(Beginning of Available data)
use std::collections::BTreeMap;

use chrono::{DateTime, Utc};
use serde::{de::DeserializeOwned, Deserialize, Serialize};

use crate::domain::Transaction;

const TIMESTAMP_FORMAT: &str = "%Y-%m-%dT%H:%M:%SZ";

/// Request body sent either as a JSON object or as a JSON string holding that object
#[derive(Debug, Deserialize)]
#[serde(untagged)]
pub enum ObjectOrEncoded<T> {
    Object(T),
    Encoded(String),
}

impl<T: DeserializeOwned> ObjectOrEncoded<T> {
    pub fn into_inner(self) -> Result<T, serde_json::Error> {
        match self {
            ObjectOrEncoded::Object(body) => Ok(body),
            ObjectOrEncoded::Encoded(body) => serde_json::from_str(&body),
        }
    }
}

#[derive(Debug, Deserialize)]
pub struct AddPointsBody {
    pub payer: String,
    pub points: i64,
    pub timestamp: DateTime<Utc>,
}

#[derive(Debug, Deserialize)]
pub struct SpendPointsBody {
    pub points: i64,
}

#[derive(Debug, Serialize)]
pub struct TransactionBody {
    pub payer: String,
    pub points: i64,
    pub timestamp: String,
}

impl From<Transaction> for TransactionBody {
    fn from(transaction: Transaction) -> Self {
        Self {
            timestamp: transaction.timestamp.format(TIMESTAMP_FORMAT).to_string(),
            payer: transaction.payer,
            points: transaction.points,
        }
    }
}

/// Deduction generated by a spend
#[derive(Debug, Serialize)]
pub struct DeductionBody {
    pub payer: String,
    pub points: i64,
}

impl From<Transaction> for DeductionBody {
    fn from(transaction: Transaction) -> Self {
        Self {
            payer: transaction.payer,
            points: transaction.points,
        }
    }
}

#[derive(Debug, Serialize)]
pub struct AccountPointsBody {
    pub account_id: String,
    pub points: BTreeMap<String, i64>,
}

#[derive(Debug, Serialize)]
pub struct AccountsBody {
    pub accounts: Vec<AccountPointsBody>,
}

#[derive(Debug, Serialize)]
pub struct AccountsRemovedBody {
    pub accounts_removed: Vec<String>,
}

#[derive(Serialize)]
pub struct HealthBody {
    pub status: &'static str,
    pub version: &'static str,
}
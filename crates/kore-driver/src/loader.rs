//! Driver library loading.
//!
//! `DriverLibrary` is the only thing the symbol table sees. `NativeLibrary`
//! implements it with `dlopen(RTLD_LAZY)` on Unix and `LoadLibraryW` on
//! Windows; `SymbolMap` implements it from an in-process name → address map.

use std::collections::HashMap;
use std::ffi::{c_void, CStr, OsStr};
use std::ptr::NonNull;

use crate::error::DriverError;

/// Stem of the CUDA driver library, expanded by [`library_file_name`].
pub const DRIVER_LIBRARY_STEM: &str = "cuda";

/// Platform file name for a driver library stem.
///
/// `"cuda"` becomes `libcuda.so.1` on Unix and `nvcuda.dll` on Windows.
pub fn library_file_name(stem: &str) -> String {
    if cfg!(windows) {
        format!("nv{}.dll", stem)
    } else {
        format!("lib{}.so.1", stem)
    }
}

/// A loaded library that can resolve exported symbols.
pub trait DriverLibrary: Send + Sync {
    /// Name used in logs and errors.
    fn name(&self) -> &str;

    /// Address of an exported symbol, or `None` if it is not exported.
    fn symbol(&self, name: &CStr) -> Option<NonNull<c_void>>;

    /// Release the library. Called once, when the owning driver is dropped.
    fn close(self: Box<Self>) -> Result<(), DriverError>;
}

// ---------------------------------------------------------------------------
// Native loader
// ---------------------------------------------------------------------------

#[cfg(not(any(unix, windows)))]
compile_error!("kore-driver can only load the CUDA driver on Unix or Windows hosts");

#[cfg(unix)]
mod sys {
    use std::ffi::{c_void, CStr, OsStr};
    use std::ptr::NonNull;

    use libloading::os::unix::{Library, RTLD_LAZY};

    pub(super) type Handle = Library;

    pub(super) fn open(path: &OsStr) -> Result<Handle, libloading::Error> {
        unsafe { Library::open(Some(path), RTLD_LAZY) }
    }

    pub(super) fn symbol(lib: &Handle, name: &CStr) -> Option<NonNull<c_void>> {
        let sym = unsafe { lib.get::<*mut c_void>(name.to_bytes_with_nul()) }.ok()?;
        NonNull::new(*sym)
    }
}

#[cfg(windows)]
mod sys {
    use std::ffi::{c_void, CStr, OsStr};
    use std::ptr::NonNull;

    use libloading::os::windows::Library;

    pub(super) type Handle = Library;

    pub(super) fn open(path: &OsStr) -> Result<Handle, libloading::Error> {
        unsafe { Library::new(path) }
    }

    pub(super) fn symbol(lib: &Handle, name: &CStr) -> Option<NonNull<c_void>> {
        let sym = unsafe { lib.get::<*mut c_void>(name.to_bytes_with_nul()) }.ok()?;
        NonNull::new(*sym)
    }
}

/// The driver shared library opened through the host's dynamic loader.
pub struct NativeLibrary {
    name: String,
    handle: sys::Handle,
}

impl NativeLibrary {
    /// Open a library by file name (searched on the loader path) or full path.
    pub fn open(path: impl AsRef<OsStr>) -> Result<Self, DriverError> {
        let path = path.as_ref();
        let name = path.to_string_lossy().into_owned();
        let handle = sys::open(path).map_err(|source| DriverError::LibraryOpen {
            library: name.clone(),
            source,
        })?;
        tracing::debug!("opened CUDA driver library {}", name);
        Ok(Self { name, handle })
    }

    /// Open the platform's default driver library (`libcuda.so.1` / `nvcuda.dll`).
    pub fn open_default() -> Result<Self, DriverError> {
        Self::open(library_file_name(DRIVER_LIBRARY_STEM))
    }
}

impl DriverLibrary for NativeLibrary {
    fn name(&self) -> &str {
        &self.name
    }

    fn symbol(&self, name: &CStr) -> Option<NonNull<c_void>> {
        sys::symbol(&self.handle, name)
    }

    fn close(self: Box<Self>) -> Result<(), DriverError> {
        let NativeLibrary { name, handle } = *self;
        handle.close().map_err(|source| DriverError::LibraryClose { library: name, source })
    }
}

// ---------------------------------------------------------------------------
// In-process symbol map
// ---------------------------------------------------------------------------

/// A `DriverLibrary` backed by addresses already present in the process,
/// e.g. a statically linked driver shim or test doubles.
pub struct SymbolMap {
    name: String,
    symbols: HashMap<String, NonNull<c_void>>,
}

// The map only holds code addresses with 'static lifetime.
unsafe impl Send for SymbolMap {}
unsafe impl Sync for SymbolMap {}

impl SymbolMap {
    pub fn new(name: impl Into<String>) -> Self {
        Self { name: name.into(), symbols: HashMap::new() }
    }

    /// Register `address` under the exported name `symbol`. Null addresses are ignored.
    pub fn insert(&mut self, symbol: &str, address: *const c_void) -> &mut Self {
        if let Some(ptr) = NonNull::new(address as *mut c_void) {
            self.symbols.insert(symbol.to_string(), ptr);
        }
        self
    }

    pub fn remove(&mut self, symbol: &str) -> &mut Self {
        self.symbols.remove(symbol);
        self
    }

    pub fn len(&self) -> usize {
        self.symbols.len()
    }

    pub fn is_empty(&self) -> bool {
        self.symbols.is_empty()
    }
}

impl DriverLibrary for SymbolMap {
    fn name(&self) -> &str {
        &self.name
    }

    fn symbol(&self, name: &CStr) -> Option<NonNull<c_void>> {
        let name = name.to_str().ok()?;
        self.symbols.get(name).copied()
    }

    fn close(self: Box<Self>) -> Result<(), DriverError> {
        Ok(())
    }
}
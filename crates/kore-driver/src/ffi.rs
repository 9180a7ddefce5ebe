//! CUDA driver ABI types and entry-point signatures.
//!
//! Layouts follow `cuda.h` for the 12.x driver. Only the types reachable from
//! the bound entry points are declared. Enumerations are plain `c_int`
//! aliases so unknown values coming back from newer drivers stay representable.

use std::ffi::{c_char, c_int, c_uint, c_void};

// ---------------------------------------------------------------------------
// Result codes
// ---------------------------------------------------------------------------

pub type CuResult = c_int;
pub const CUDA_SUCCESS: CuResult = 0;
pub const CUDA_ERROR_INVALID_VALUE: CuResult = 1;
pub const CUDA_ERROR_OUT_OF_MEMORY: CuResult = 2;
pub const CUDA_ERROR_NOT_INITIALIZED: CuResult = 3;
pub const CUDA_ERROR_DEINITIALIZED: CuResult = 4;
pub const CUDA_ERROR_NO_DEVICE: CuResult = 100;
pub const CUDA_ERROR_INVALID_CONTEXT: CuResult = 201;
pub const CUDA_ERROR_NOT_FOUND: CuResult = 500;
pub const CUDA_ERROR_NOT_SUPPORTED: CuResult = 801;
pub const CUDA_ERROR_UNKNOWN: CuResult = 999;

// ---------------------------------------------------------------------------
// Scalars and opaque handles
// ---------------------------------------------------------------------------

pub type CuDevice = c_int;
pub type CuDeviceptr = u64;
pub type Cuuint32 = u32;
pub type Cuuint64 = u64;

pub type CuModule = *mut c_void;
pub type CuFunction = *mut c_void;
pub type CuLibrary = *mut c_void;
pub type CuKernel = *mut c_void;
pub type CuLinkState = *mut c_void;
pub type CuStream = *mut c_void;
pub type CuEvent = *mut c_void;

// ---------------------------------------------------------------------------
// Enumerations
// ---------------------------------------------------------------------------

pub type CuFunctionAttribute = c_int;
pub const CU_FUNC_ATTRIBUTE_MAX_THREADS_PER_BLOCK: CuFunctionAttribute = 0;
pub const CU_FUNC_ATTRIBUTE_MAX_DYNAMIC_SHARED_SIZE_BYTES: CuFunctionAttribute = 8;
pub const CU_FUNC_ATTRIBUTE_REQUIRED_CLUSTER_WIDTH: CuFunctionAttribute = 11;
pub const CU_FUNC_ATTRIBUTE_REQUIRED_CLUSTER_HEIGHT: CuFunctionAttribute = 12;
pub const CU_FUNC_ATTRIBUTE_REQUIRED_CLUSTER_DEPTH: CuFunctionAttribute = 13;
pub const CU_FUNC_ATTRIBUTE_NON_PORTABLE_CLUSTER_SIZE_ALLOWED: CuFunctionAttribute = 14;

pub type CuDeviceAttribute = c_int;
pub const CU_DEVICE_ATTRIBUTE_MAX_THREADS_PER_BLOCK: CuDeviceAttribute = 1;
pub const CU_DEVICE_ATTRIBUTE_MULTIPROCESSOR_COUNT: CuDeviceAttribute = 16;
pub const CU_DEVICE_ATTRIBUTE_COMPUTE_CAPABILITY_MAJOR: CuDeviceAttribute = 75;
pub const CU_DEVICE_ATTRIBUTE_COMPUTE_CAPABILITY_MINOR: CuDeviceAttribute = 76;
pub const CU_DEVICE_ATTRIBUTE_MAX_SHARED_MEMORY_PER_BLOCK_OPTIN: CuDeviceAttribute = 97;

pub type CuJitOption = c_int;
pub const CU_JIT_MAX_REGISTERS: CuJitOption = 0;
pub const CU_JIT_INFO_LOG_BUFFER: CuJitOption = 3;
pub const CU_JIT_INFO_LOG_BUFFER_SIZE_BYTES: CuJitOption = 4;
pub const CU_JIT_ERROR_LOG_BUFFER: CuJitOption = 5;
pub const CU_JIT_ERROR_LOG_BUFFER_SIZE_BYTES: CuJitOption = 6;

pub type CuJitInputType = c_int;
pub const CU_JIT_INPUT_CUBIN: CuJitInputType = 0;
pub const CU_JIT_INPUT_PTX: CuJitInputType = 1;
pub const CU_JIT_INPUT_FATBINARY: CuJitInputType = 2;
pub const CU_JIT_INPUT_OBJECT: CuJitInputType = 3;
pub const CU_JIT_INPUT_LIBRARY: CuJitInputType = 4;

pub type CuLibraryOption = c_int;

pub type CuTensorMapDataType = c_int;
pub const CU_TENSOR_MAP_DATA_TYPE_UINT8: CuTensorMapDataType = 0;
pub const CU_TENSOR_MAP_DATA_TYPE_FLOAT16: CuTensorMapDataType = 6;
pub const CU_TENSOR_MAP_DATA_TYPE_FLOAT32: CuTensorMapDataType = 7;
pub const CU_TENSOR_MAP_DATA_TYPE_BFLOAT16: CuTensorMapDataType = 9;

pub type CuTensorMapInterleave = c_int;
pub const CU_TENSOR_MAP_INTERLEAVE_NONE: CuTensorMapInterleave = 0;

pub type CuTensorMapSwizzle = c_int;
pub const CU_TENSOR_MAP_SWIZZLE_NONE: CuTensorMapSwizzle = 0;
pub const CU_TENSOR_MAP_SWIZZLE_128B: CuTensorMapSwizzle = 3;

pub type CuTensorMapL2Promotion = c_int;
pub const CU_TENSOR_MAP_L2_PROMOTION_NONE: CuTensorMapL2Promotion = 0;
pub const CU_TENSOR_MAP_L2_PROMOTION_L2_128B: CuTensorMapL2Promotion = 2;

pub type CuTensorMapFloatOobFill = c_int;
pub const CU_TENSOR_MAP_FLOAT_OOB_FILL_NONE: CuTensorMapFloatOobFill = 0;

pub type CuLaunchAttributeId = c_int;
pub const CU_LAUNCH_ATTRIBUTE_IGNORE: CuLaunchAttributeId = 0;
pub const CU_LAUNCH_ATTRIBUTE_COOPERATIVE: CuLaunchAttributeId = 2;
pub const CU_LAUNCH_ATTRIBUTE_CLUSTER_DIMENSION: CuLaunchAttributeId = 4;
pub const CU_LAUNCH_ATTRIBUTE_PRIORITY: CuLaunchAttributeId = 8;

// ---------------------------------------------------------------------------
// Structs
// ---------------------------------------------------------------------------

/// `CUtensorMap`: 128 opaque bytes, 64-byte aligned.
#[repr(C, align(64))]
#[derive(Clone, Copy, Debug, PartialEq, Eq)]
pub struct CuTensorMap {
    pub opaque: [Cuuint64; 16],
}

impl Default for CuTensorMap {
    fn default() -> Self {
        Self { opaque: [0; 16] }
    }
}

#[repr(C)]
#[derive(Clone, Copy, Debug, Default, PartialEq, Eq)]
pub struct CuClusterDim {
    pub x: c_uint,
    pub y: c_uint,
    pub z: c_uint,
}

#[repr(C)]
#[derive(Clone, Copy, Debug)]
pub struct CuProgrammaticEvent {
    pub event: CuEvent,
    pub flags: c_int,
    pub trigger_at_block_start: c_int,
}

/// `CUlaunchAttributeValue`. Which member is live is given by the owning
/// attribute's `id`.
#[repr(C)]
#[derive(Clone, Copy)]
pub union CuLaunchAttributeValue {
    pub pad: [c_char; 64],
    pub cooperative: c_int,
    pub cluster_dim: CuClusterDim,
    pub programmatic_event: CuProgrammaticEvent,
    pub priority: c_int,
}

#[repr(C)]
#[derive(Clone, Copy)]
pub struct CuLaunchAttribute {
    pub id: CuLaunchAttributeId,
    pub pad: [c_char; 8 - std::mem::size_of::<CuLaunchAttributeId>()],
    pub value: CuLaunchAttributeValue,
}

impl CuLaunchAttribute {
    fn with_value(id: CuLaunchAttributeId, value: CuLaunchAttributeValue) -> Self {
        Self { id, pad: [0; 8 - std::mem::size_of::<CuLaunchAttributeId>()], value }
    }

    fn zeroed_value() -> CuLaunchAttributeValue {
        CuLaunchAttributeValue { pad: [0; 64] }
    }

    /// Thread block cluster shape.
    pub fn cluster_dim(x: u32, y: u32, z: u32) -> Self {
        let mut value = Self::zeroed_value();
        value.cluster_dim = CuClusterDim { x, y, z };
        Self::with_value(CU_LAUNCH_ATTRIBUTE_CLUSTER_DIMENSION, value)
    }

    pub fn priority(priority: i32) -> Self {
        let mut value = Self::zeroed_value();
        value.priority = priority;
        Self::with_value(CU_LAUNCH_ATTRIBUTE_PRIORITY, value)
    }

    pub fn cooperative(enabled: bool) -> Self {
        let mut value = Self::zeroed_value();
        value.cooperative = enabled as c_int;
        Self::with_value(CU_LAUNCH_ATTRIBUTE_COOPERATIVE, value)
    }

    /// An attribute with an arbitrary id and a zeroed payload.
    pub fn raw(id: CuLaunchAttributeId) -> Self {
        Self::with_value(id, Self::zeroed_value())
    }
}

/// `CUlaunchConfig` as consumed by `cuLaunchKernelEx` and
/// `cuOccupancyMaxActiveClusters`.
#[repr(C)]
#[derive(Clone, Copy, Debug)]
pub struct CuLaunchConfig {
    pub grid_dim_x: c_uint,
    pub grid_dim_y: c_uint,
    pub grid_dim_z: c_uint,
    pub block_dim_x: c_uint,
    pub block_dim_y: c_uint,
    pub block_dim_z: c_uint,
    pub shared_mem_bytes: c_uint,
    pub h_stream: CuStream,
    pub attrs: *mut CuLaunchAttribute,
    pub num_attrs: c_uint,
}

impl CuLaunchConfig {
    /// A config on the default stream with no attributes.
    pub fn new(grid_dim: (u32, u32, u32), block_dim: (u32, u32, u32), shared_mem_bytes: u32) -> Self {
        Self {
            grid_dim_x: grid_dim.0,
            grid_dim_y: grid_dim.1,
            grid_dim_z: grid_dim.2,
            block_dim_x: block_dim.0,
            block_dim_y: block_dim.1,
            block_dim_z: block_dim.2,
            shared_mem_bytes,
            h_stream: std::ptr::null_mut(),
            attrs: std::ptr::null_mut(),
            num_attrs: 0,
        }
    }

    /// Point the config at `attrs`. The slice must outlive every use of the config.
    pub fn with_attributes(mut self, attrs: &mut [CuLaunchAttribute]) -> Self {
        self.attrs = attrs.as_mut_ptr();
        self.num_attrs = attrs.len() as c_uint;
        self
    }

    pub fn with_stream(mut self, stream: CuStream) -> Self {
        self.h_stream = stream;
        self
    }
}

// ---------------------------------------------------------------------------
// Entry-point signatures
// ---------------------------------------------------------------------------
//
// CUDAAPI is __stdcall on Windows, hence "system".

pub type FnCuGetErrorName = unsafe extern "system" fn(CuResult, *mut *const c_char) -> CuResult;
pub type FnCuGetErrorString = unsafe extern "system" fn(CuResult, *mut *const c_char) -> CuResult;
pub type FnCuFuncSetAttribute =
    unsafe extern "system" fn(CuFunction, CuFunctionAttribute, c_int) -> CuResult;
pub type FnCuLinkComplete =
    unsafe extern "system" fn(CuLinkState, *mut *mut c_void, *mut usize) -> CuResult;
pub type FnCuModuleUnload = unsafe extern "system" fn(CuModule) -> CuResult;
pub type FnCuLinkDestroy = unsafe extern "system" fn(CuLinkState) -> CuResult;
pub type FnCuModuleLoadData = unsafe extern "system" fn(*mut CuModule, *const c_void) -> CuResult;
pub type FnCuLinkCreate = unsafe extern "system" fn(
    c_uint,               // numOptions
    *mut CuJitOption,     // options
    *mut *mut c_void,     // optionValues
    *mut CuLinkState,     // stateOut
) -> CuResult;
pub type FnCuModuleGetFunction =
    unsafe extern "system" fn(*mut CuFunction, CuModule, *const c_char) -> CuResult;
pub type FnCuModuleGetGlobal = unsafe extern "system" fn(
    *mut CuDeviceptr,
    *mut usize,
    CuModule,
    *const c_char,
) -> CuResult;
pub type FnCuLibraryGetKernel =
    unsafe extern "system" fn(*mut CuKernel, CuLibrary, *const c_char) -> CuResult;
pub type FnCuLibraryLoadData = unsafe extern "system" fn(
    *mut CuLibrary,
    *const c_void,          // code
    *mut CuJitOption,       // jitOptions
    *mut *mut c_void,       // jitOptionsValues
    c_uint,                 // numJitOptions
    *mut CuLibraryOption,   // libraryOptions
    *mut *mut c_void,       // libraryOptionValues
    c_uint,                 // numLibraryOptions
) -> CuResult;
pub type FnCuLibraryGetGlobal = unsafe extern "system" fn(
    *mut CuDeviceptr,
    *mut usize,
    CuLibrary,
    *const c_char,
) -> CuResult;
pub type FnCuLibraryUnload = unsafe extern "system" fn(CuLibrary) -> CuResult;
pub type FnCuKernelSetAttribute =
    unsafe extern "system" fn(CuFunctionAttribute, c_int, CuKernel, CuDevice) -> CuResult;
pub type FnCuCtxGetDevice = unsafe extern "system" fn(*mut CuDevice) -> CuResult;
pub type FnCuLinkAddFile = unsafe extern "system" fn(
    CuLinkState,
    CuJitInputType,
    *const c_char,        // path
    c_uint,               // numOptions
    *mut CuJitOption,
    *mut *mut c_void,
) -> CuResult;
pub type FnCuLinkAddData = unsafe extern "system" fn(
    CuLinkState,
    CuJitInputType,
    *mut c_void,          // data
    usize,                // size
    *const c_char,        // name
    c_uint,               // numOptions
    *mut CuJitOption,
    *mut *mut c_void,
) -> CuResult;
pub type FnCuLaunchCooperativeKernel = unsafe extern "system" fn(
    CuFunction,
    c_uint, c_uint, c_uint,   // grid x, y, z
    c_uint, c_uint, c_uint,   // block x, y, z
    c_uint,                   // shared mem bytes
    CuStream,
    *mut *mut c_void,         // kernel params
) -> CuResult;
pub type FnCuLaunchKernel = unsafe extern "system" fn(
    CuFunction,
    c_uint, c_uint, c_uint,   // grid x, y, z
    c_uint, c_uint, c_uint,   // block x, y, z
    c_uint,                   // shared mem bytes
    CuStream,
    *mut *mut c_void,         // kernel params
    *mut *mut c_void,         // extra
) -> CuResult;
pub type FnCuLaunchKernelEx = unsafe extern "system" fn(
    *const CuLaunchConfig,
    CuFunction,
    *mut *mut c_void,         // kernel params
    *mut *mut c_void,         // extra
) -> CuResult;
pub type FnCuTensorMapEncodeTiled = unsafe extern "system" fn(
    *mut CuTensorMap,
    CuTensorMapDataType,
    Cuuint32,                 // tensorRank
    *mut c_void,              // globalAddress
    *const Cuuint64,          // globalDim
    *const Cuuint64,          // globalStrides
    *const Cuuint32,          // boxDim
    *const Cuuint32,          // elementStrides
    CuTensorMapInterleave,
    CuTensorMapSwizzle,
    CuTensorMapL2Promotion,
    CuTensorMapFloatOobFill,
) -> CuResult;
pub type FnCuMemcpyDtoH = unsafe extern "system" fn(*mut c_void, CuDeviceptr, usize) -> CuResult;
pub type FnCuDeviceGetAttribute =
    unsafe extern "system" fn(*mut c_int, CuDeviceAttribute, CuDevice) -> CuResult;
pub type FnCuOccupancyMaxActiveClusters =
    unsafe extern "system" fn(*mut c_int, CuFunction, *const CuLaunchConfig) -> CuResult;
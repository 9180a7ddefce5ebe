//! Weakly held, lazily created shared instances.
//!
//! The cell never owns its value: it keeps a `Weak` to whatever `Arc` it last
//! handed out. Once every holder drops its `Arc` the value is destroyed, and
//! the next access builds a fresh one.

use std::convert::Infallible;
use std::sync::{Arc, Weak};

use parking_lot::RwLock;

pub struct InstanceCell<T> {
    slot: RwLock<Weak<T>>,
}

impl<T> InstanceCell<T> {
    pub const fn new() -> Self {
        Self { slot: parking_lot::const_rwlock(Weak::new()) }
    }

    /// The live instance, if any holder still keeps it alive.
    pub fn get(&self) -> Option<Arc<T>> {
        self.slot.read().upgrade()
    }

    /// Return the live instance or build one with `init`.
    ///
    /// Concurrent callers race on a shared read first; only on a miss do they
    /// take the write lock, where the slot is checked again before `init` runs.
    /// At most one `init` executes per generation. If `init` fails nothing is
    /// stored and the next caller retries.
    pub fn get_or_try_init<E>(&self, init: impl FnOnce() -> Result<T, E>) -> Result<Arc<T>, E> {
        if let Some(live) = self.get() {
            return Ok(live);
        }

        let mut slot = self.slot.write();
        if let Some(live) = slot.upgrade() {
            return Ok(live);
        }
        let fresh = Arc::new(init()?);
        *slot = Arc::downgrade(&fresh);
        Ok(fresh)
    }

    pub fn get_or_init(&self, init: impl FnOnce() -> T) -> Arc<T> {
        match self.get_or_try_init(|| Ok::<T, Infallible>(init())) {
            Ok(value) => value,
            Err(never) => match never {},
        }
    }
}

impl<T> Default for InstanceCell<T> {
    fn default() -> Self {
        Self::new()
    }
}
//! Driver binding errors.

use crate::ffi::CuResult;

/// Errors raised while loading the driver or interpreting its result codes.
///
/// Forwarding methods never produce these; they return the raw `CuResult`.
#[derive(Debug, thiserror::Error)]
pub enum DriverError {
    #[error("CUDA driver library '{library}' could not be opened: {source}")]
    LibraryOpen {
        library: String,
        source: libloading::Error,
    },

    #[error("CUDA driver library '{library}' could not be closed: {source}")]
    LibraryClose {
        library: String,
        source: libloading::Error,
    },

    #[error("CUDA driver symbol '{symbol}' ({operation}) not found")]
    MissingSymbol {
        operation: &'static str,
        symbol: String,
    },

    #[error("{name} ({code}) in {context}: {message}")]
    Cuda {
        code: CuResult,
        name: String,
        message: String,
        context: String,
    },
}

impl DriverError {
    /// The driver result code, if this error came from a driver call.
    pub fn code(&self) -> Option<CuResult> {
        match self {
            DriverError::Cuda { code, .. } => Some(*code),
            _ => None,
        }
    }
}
(End of Available data)
Directions> Exactly the lines above from the one with "pub struct SymbolMap" to the one with "if let Some(ptr)", both included, are to be quoted; leave the rest out.

Solved exercise>
pub struct SymbolMap {
    name: String,
    symbols: HashMap<String, NonNull<c_void>>,
}

// The map only holds code addresses with 'static lifetime.
unsafe impl Send for SymbolMap {}
unsafe impl Sync for SymbolMap {}

impl SymbolMap {
    pub fn new(name: impl Into<String>) -> Self {
        Self { name: name.into(), symbols: HashMap::new() }
    }

    /// Register `address` under the exported name `symbol`. Null addresses are ignored.
    pub fn insert(&mut self, symbol: &str, address: *const c_void) -> &mut Self {
        if let Some(ptr) = NonNull::new(address as *mut c_void) {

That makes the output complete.